Djata Traoré ( Kassanga) a dit être née trouver ce puits artesien comme cela.

A Kassanga, tout comme à Dissanga ainsi que dans plusieurs localités de la province, les puits artésiens représentent une véritable source de soulagement pour les femmes, longtemps confrontées aux difficultés d’accès à l’eau potable. « Avant, il fallait parcourir une longue distance pour aller chercher de l’eau en dehors du village. Aujourd’hui, nous avons l’eau en abondance à proximité. Ce qui nous reste maintenant, c’est l’appui de l’Etat pour utiliser pleinement cette ressource qui coule sans cesse toute l’année, afin de développer des cultures maraichères autour de ces puits », confie Mariam Ouattara, femme leader de Dissanga. Pour les jeunes, ces sources d’eau sont porteuses d’opportunité. Ils y voient un levier pour réduire la dépendance de la saison pluvieuse, lutter contre l’exode rural et créer des emplois durables. « En saison sèche, je fais du maraichage et pendant la saison pluvieuse, je cultive du riz. Mais sans accompagnement technique et financier des autorités, on se retrouve parfois bloqué », déplore Yacouba Barro, diplômé en anthropologie, résidant à Kassanga.

                           Des ressources sous-exploitées

 Sur le terrain, la réalité est bien loin des espoirs suscités par les forages et puits artésiens disséminés à travers les localités de la province. Loin de constituer des pôles de développement, ces infrastructures offrent un spectacle désolant. L’eau coule continuellement, mais aucun projet structurant n’a été lancé à proximité. Les raisons avancées par les populations sont multiples. Certains pointent du doigt le manque de soutien et d’accompagnement de l’Etat, tandis que d’autres évoquent une absence d’appropriation locale. A cette préoccupation, les autorités communales de Djigouèra sont restées silencieuses, malgré nos sollicitations.  Pourtant, des initiatives ont bien vu le jour.

Arouna Traoré allias le marcheur du Kénédougou déplore la perte de cette eau qui coule mais sous – exploitée.

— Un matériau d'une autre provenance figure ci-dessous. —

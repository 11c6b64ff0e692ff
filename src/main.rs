use gba_strings::rom::{export, strings::STRING_COUNT};
use gba_strings::{Language, Result, RomError, RomReader};
use std::env;
use std::fs;

fn usage(program: &str) {
    eprintln!("Usage: {} <path-to-rom.gba> [COMMAND]", program);
    eprintln!();
    eprintln!("Commands:");
    eprintln!("  fetch <LANG> <ID>   Decode one string. LANG is 0-5, ID is 0-3461");
    eprintln!("                      (decimal or 0x-prefixed hex).");
    eprintln!("  export [FILE]       Decode everything into an indented JSON file");
    eprintln!("                      (default: StringFetcher.json).");
    eprintln!();
    eprintln!("With no command, prints ROM info and a sample of English strings.");
}

fn parse_number(value: &str) -> Option<u32> {
    if let Some(hex) = value.strip_prefix("0x").or_else(|| value.strip_prefix("0X")) {
        u32::from_str_radix(hex, 16).ok()
    } else {
        value.parse().ok()
    }
}

fn run(args: &[String]) -> Result<()> {
    let rom_path = args.get(1).ok_or(RomError::MissingInput)?;
    let reader = RomReader::open(rom_path)?;

    match args.get(2).map(String::as_str) {
        None => {
            println!("ROM: {}", reader.rom_name().unwrap_or("<unnamed>"));
            println!("Size: {} bytes", reader.image().len());
            println!("Languages: {}", Language::ALL.len());
            println!("Strings per language: {}", STRING_COUNT);

            println!("\nSample English strings (first 10 non-empty):");
            let mut shown = 0;
            for string_id in 0..STRING_COUNT {
                let text = reader.fetch_string(0, string_id)?;
                if text.is_empty() {
                    continue;
                }
                println!("  {:#X}: {}", string_id, text.replace('\n', " / "));
                shown += 1;
                if shown == 10 {
                    break;
                }
            }
            Ok(())
        }
        Some("fetch") => {
            let language_id = args.get(3).and_then(|v| parse_number(v));
            let string_id = args.get(4).and_then(|v| parse_number(v));
            match (language_id, string_id) {
                (Some(language_id), Some(string_id)) => {
                    println!("{}", reader.fetch_string(language_id, string_id)?);
                    Ok(())
                }
                _ => {
                    eprintln!("ERROR: fetch requires a numeric <LANG> and <ID>.");
                    std::process::exit(1);
                }
            }
        }
        Some("export") => {
            let out_path = args.get(3).map(String::as_str).unwrap_or("StringFetcher.json");
            let export = reader.export_all()?;
            fs::write(out_path, export::to_pretty_json(&export)?)?;
            println!("Exported all strings to {}", out_path);
            Ok(())
        }
        Some(other) => {
            eprintln!("ERROR: unknown command '{}'.", other);
            usage(&args[0]);
            std::process::exit(1);
        }
    }
}

fn main() {
    env_logger::init();
    let args: Vec<String> = env::args().collect();

    if args.len() < 2 {
        usage(args.first().map(String::as_str).unwrap_or("gba-strings"));
        std::process::exit(1);
    }

    if let Err(e) = run(&args) {
        eprintln!("ERROR: {}", e);
        std::process::exit(1);
    }
}
#![no_main]

//! Fuzz target for payload decoding and scrubbing.
//!
//! Feeds arbitrary bytes through both decoders. Whatever decodes must survive
//! scrubbing and re-encode to a payload that decodes again.

use flare_delivery::{
    encoding::{decode, encode, Encoding},
    scrub::Scrubber,
};
use libfuzzer_sys::fuzz_target;

fuzz_target!(|data: &[u8]| {
    for encoding in [Encoding::None, Encoding::Gzip] {
        let Ok(mut hash) = decode(data, encoding) else {
            continue;
        };

        if let Ok(scrubber) = Scrubber::new(&[]) {
            scrubber.scrub(&mut hash);
        }

        if let Ok(payload) = encode(&hash, encoding) {
            assert!(decode(&payload.body, encoding).is_ok());
        }
    }
});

Arouna Traoré, surnommé « le marcheur du Kénédougou », rappelle qu’en 2014, lui et certains de ses camarades ont lancé un projet de sensibilisation autour du forage artésien de Dissanga. Baptisé « Dji Sènè », ce projet qui signifie « Culture de l’eau » en langue dioula portait sur la gestion des ressources hydriques, le jardinage et l’implantation d’une unité de production et de commercialisation d’eau minérale. Le financement n’avait pas été entièrement réuni, mais les activités avaient tout de même pu démarrer avec les moyens de bord. Au fil des années, le projet a fini par s’arrêter pour des problèmes de gestion. « En tant que natif du village, la perte de cette eau me ronge et me dérange beaucoup », regrette Arouna Traoré.

: Le forage artésien de Dissanga est situé en plein cœur du village.

Selon le Directeur provincial en charge de l’eau et de l’assainissement de l’environnement du Kénédougou, Mathieu Ouédraogo, ces sources pourraient théoriquement alimenter l’ensemble de la population de la province. Pourtant, malgré leur nombre considérable, le taux d’accès à l’eau potable au niveau provincial reste inférieur (62,3%) à la moyenne nationale (71,3%), regrette-t-il. A ses yeux, les puits artésiens représentent une opportunité stratégique pour améliorer la couverture en eau potable, soutenir l’agriculture locale mais aussi créer des points d’abreuvement pour le bétail dans cette zone à forte vocation agropastorale.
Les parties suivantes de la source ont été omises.